Collected data entries:
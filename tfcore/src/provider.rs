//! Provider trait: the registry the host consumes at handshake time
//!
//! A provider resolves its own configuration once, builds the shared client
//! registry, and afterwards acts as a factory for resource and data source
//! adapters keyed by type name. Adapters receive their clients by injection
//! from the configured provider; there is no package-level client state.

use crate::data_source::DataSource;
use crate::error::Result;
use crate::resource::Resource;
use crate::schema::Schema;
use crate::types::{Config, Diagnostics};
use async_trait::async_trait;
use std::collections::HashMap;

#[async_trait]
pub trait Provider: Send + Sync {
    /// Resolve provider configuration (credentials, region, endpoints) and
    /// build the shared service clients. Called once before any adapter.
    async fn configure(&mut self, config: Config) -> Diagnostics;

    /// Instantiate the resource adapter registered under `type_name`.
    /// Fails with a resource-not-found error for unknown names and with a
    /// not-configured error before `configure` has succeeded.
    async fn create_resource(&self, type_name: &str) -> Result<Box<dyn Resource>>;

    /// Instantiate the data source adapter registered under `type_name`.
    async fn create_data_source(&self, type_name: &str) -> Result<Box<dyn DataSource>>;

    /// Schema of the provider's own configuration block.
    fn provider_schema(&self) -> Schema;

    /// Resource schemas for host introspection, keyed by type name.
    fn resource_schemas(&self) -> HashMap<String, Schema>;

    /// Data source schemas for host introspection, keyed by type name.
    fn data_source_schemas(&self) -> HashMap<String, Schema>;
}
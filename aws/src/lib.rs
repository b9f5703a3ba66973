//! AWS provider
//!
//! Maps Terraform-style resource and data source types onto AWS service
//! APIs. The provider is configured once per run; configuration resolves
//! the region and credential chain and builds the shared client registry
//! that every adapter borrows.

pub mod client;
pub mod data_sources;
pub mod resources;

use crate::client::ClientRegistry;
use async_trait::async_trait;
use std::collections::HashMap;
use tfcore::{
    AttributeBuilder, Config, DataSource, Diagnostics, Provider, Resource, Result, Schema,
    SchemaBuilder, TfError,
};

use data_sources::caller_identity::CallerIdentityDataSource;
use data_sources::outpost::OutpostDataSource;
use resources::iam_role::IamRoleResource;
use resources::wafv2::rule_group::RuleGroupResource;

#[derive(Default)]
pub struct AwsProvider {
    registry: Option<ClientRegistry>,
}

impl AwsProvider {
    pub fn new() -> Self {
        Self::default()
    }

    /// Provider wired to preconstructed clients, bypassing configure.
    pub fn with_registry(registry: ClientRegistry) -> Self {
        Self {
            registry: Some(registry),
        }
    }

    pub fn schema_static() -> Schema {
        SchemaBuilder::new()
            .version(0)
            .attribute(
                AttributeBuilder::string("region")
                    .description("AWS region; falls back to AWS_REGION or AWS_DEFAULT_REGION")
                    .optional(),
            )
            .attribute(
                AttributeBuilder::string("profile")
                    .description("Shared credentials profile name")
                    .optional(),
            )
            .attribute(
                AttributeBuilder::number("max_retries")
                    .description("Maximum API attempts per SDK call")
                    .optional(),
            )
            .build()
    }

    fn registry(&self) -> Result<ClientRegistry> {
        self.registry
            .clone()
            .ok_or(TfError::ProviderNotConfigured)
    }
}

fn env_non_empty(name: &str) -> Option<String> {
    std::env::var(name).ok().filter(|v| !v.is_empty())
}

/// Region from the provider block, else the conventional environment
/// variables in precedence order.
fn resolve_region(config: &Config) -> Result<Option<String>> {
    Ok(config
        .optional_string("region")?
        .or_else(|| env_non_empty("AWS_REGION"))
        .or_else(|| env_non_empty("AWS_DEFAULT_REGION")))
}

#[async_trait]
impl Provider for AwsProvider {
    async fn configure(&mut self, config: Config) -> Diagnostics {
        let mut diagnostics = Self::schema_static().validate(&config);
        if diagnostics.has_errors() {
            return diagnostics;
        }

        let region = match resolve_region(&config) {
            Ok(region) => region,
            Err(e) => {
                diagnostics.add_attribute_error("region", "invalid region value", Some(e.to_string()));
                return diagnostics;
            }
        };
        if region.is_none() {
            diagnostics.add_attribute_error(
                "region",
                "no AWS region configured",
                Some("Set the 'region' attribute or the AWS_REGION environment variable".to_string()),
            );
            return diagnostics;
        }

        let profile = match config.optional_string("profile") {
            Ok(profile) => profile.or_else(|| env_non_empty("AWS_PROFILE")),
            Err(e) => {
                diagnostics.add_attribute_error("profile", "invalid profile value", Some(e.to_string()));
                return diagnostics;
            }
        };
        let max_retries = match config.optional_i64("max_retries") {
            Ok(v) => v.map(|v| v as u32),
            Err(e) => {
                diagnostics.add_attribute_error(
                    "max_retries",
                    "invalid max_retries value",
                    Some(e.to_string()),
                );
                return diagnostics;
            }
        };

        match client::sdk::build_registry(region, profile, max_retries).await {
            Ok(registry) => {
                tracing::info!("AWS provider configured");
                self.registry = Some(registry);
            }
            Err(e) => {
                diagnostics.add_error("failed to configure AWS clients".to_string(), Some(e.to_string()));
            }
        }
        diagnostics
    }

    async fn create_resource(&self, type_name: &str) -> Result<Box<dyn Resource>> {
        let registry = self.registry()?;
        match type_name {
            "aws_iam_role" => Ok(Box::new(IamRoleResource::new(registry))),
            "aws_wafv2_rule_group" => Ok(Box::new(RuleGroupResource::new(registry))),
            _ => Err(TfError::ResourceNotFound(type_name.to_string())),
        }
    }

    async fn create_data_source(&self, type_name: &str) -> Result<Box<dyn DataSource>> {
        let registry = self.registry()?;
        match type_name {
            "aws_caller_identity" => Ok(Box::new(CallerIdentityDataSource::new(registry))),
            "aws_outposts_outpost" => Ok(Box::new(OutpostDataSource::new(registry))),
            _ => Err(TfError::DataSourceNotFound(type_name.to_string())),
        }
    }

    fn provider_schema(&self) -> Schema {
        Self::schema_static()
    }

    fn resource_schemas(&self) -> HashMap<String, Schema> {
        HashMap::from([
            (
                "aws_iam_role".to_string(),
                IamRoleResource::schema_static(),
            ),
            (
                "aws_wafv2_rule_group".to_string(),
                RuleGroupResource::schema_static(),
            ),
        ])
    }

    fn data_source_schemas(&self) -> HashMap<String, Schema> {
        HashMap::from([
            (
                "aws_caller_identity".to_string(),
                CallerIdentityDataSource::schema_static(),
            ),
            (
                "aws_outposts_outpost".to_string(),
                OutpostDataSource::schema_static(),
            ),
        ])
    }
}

What needs to be done: Among the entries above, some lines may hold the string "under". State how many, and give nothing but the number.

Task result: 2